Jeremiah 29:11 (NLT): "For I know the plans I have for you," says the Lord. "They are plans for good and not for disaster, to give you a future and a hope."
- If you’ve read one of my previous blogs, you know this is my favorite verse—the one I always return to when I don’t understand my situation or find myself in a waiting season. I remind myself that God wants good things for His children and that He loves us. Though we endure waiting and hard trials, He has a plan and future for us.
A Season of Growth
During my waiting season, I also began praying for God to shape and mold me into the woman of God and wife that I needed to be. I continued to serve in the church and sought ways to do more for Christ. As I dedicated myself to following God’s lead, little did I know that my journey to LA would bring me face-to-face with the man who would become my husband.
One of my best friends advised, “You’re not married and don’t have kids; now is the perfect time to go and do.” She was absolutely right! After teaching for a couple of years, I packed up and committed to spending six months in LA, ministering to the people there.

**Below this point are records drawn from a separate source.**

//! Basic CLI E2E tests.
//!
//! Tests invoke the built binary with HOME pointed at a scratch directory and
//! verify outputs.

use std::path::Path;
use std::process::Command;

/// Run a CLI command and return (stdout, stderr, exit code).
fn run_cli(home: &Path, args: &[&str]) -> (String, String, i32) {
    let output = Command::new(env!("CARGO_BIN_EXE_homeroom-cli"))
        .args(args)
        .env("HOME", home)
        .env("HOMEROOM_ENV", "test")
        .env("HOMEROOM_LOG", "warn")
        .output()
        .expect("Failed to execute CLI command");

    let stdout = String::from_utf8_lossy(&output.stdout).to_string();
    let stderr = String::from_utf8_lossy(&output.stderr).to_string();
    let code = output.status.code().unwrap_or(-1);

    (stdout, stderr, code)
}

/// Split the pretty-printed JSON documents a command prints back to back.
fn json_documents(stdout: &str) -> Vec<serde_json::Value> {
    serde_json::Deserializer::from_str(stdout)
        .into_iter::<serde_json::Value>()
        .collect::<Result<_, _>>()
        .expect("stdout is a JSON stream")
}

#[test]
fn test_config_list() {
    let home = tempfile::tempdir().unwrap();
    let (stdout, _, code) = run_cli(home.path(), &["config", "list"]);
    assert_eq!(code, 0, "config list failed");
    let config: serde_json::Value = serde_json::from_str(&stdout).unwrap();
    assert_eq!(config["learner_id"], "local");
    assert_eq!(config["sync"]["heartbeat_interval_ms"], 2000);
}

#[test]
fn test_config_set_and_get() {
    let home = tempfile::tempdir().unwrap();
    let (_, _, code) = run_cli(home.path(), &["config", "set", "sync.silence_window_ms", "8000"]);
    assert_eq!(code, 0);
    let (stdout, _, code) = run_cli(home.path(), &["config", "get", "sync.silence_window_ms"]);
    assert_eq!(code, 0);
    assert_eq!(stdout.trim(), "8000");
}

#[test]
fn test_config_rejects_silence_shorter_than_heartbeat() {
    let home = tempfile::tempdir().unwrap();
    let (_, stderr, code) = run_cli(home.path(), &["config", "set", "sync.silence_window_ms", "1000"]);
    assert_eq!(code, 1);
    assert!(stderr.contains("error:"));
}

#[test]
fn test_config_rejects_zero_work_minutes() {
    let home = tempfile::tempdir().unwrap();
    let (_, stderr, code) = run_cli(home.path(), &["config", "set", "timer.work_minutes", "0"]);
    assert_eq!(code, 1);
    assert!(stderr.contains("timer.work_minutes"));
    let (stdout, _, _) = run_cli(home.path(), &["config", "get", "timer.work_minutes"]);
    assert_eq!(stdout.trim(), "25");
}

#[test]
fn test_config_get_unknown_key() {
    let home = tempfile::tempdir().unwrap();
    let (_, stderr, code) = run_cli(home.path(), &["config", "get", "nope"]);
    assert_eq!(code, 1);
    assert!(stderr.contains("unknown key"));
}

#[test]
fn test_timer_status_defaults() {
    let home = tempfile::tempdir().unwrap();
    let (stdout, _, code) = run_cli(home.path(), &["timer", "status"]);
    assert_eq!(code, 0, "timer status failed");
    let snapshot: serde_json::Value = serde_json::from_str(&stdout).unwrap();
    assert_eq!(snapshot["type"], "state_snapshot");
    assert_eq!(snapshot["phase"], "work");
    assert_eq!(snapshot["remaining_secs"], 1500);
}

#[test]
fn test_timer_start_then_pause_persists() {
    let home = tempfile::tempdir().unwrap();
    let (stdout, _, code) = run_cli(home.path(), &["timer", "start"]);
    assert_eq!(code, 0, "timer start failed");
    let events = json_documents(&stdout);
    assert!(events.iter().any(|e| e["type"] == "timer_started"));

    let (stdout, _, code) = run_cli(home.path(), &["timer", "pause"]);
    assert_eq!(code, 0, "timer pause failed");
    let events = json_documents(&stdout);
    assert!(events.iter().any(|e| e["type"] == "timer_paused"));

    let (stdout, _, _) = run_cli(home.path(), &["timer", "status"]);
    let snapshot: serde_json::Value = serde_json::from_str(&stdout).unwrap();
    assert_eq!(snapshot["state"], "idle");
}

#[test]
fn test_timer_skip_to_break() {
    let home = tempfile::tempdir().unwrap();
    let (stdout, _, code) = run_cli(home.path(), &["timer", "skip", "--to", "break"]);
    assert_eq!(code, 0);
    let events = json_documents(&stdout);
    assert!(events
        .iter()
        .any(|e| e["type"] == "phase_completed" && e["skipped"] == true));

    let (stdout, _, _) = run_cli(home.path(), &["timer", "status"]);
    let snapshot: serde_json::Value = serde_json::from_str(&stdout).unwrap();
    assert_eq!(snapshot["phase"], "break");
}

#[test]
fn test_settings_set_and_show() {
    let home = tempfile::tempdir().unwrap();
    let (_, _, code) = run_cli(home.path(), &["settings", "set", "--work", "50", "--signal", "chime"]);
    assert_eq!(code, 0, "settings set failed");
    let (stdout, _, code) = run_cli(home.path(), &["settings", "show"]);
    assert_eq!(code, 0);
    let settings: serde_json::Value = serde_json::from_str(&stdout).unwrap();
    assert_eq!(settings["workMinutes"], 50);
    assert_eq!(settings["completionSignal"], "chime");
}

#[test]
fn test_settings_set_while_running_keeps_the_countdown() {
    let home = tempfile::tempdir().unwrap();
    let (_, _, code) = run_cli(home.path(), &["timer", "start"]);
    assert_eq!(code, 0);
    let (_, _, code) = run_cli(home.path(), &["settings", "set", "--work", "50"]);
    assert_eq!(code, 0);

    let (stdout, _, _) = run_cli(home.path(), &["timer", "status"]);
    let snapshot: serde_json::Value = serde_json::from_str(&stdout).unwrap();
    assert_eq!(snapshot["state"], "running");
    assert_eq!(snapshot["total_secs"], 1500);

    let (stdout, _, _) = run_cli(home.path(), &["settings", "show"]);
    let settings: serde_json::Value = serde_json::from_str(&stdout).unwrap();
    assert_eq!(settings["workMinutes"], 50);
}

#[test]
fn test_settings_rejects_zero_duration() {
    let home = tempfile::tempdir().unwrap();
    let (_, stderr, code) = run_cli(home.path(), &["settings", "set", "--work", "0"]);
    assert_eq!(code, 1);
    assert!(stderr.contains("error:"));
}

#[test]
fn test_simulate_failover() {
    let home = tempfile::tempdir().unwrap();
    let (stdout, _, code) = run_cli(
        home.path(),
        &["simulate", "--contexts", "3", "--seconds", "40", "--kill-leader-at", "10"],
    );
    assert_eq!(code, 0, "simulate failed");
    let documents = json_documents(&stdout);
    let summary = documents.last().unwrap();
    assert_eq!(summary["max_concurrent_leaders"], 1);
    assert!(summary["elections"].as_u64().unwrap() >= 2);
    assert!(summary["leader"].is_string());
}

The Reward of Waiting on the Lord
Upon arriving in LA, I met the man who is now my husband. We became friends, he asked me to lunch, we started dating, and within a year, he proposed. I couldn’t have written a better love story than the one God crafted for our relationship. We ended up getting married when I was 27! How amazing is it that I had my plans, but God’s plans were for me to wait and trust Him through the tough times and moments of confusion?
The Importance of Waiting
There were so many moments during my season of waiting on the Lord when I wanted to give up. But there was a deeper desire in me to hold out and trust His path and His plans for my life. Every time I felt like giving up, I would speak truth and scripture over my life. This helped me to keep waiting on the Lord and to not give up! I’m so glad I didn’t give up and waited! It was in the waiting that He changed me, my heart, and grew my relationship with Him.
What are you waiting for? Hold out! We serve a faithful God who loves us and wants good things for His children!